§ **Work request**: Lift out, unaltered, the lines of the material below between the line holding "use std::path::PathBuf;" and the line holding "sessions and \", counting both.

§ **Data for processing**:
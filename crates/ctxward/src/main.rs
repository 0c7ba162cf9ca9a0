//! ctxward - multi-session context-window governor.
//!
//! Wires a `Config` to a `Governor` (ctxward-core) and the four HTTP
//! listeners (ctxward-web), runs the drain loop and periodic housekeeping,
//! and waits for a termination signal to run the §5 shutdown sequence.
//! Exit codes follow §6: 0 clean shutdown, 1 unrecoverable startup failure,
//! 2 configuration error.

use clap::Parser;
use ctxward_core::{Config, FileStateStore, Governor, StateStore};
use std::path::PathBuf;
use std::process::ExitCode;
use std::sync::Arc;
use std::time::Duration;
use tracing::{error, info};
use tracing_subscriber::EnvFilter;

/// Interval between housekeeping sweeps (idle transition, eviction,
/// parallel-sessions re-evaluation). Not part of the external config
/// surface in §6; a fixed cadence keeps the sweep cheap and predictable.
const HOUSEKEEPING_INTERVAL: Duration = Duration::from_secs(30);

/// A session goes `active` -> `idle` after this long without telemetry.
/// Not named in §6 either; conservative default so a quiet session doesn't
/// flip to idle mid-conversation.
const IDLE_AFTER: Duration = Duration::from_secs(5 * 60);

#[derive(Parser)]
#[command(
    name = "ctxward",
    version,
    about = "Multi-session context-window governor",
    long_about = "Observes live token consumption across concurrent assistant sessions and \
                  drives each through a safety state machine that checkpoints, persists, and \
                  forces an explicit context clear before an implicit, lossy compaction occurs."
)]
struct Cli {
    /// Path to a YAML config file. Falls back to built-in defaults, then
    /// environment variable overrides (§6).
    #[arg(long)]
    config: Option<PathBuf>,

    /// Override the data directory (§6 "Persisted state layout").
    #[arg(long)]
    data_dir: Option<PathBuf>,
}

#[tokio::main]
async fn main() -> ExitCode {
    tracing_subscriber::fmt()
        .with_env_filter(EnvFilter::try_from_default_env().unwrap_or_else(|_| EnvFilter::new("info")))
        .init();

    let cli = Cli::parse();

    let mut config = match Config::load(cli.config.as_deref()) {
        Ok(c) => c,
        Err(e) => {
            error!(error = %e, "configuration error");
            return ExitCode::from(2);
        }
    };
    if let Some(data_dir) = cli.data_dir {
        config.data_dir = data_dir;
    }
    let config = Arc::new(config);

    info!(
        ingest_port = config.ingest_port,
        api_port = config.api_port,
        health_port = config.health_port,
        prometheus_port = config.prometheus_port,
        data_dir = %config.data_dir.display(),
        "starting ctxward"
    );

    let store: Arc<dyn StateStore> = match FileStateStore::new(&config.data_dir).await {
        Ok(s) => Arc::new(s),
        Err(e) => {
            error!(error = %e, "failed to open state store");
            return ExitCode::from(1);
        }
    };

    let governor = Arc::new(Governor::new(&config, store));
    let drain_handle = governor.spawn_drain_loop();

    let listeners = match ctxward_web::serve(governor.clone(), config.clone()).await {
        Ok(handles) => handles,
        Err(e) => {
            error!(error = %e, "failed to bind a listener");
            return ExitCode::from(1);
        }
    };

    let housekeeping_governor = governor.clone();
    let housekeeping_handle = tokio::spawn(async move {
        let mut ticker = tokio::time::interval(HOUSEKEEPING_INTERVAL);
        ticker.tick().await; // first tick fires immediately; skip it
        loop {
            ticker.tick().await;
            housekeeping_governor.sweep_idle_sessions(IDLE_AFTER).await;
        }
    });

    if let Err(e) = wait_for_shutdown_signal().await {
        error!(error = %e, "failed to install shutdown signal handler");
    }

    info!("shutdown signal received, draining");
    housekeeping_handle.abort();
    for handle in &listeners {
        handle.abort();
    }
    governor.shutdown(Duration::from_secs(5)).await;
    let _ = drain_handle.await;

    info!("ctxward exited cleanly");
    ExitCode::SUCCESS
}

#[cfg(unix)]
async fn wait_for_shutdown_signal() -> std::io::Result<()> {
    use tokio::signal::unix::{signal, SignalKind};
    let mut sigterm = signal(SignalKind::terminate())?;
    let mut sigint = signal(SignalKind::interrupt())?;
    tokio::select! {
        _ = sigterm.recv() => {}
        _ = sigint.recv() => {}
    }
    Ok(())
}

#[cfg(not(unix))]
async fn wait_for_shutdown_signal() -> std::io::Result<()> {
    tokio::signal::ctrl_c().await
}
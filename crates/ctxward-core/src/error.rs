//! Error types for ctxward-core
//!
//! One variant per failure in the taxonomy the governor must reason about.
//! Every handler-facing error carries enough to build the stable
//! `{ code, message, retryable }` envelope the web layer returns; internal
//! `Display` text is never handed to a client verbatim.

use thiserror::Error;

/// Core error type for governor operations.
#[derive(Error, Debug)]
pub enum CoreError {
    #[error("malformed OTLP body: {reason}")]
    Ingestion { reason: String },

    #[error("unsupported metric shape: {kind}")]
    UnsupportedMetricShape { kind: String },

    #[error("ingest queue saturated for {0}s")]
    Backpressure(u64),

    #[error("session not found: {0}")]
    SessionNotFound(String),

    #[error("store write failed for session {session_id}")]
    PersistenceTransient {
        session_id: String,
        #[source]
        source: std::io::Error,
    },

    #[error("store write failed permanently for session {session_id} after {attempts} attempts")]
    PersistenceFatal { session_id: String, attempts: u32 },

    #[error("persisted blob for session {session_id} is corrupt: {reason}")]
    CorruptBlob { session_id: String, reason: String },

    #[error("invariant violated: {0}")]
    InvariantViolation(String),

    #[error("invalid configuration: {0}")]
    InvalidConfig(String),

    #[error(transparent)]
    Io(#[from] std::io::Error),

    #[error(transparent)]
    Json(#[from] serde_json::Error),
}

impl CoreError {
    /// Stable machine-readable code for the `{ code, message, retryable }` envelope (§7).
    pub fn code(&self) -> &'static str {
        match self {
            CoreError::Ingestion { .. } => "ingestion_error",
            CoreError::UnsupportedMetricShape { .. } => "unsupported_metric_shape",
            CoreError::Backpressure(_) => "backpressure",
            CoreError::SessionNotFound(_) => "session_not_found",
            CoreError::PersistenceTransient { .. } => "persistence_transient",
            CoreError::PersistenceFatal { .. } => "persistence_fatal",
            CoreError::CorruptBlob { .. } => "corrupt_blob",
            CoreError::InvariantViolation(_) => "invariant_violation",
            CoreError::InvalidConfig(_) => "invalid_config",
            CoreError::Io(_) => "io_error",
            CoreError::Json(_) => "json_error",
        }
    }

    /// Whether retrying the same request is expected to help (§7 propagation policy).
    pub fn retryable(&self) -> bool {
        matches!(
            self,
            CoreError::Backpressure(_) | CoreError::PersistenceTransient { .. }
        )
    }
}

#[cfg(test)]
mod tests {
    use super::*;

    #[test]
    fn backpressure_is_retryable() {
        let err = CoreError::Backpressure(5);
        assert!(err.retryable());
        assert_eq!(err.code(), "backpressure");
    }

    #[test]
    fn session_not_found_is_not_retryable() {
        let err = CoreError::SessionNotFound("s-1".into());
        assert!(!err.retryable());
    }
}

§ **Response to this task**:
use std::path::PathBuf;
use std::process::ExitCode;
use std::sync::Arc;
use std::time::Duration;
use tracing::{error, info};
use tracing_subscriber::EnvFilter;

/// Interval between housekeeping sweeps (idle transition, eviction,
/// parallel-sessions re-evaluation). Not part of the external config
/// surface in §6; a fixed cadence keeps the sweep cheap and predictable.
const HOUSEKEEPING_INTERVAL: Duration = Duration::from_secs(30);

/// A session goes `active` -> `idle` after this long without telemetry.
/// Not named in §6 either; conservative default so a quiet session doesn't
/// flip to idle mid-conversation.
const IDLE_AFTER: Duration = Duration::from_secs(5 * 60);

#[derive(Parser)]
#[command(
    name = "ctxward",
    version,
    about = "Multi-session context-window governor",
    long_about = "Observes live token consumption across concurrent assistant sessions and \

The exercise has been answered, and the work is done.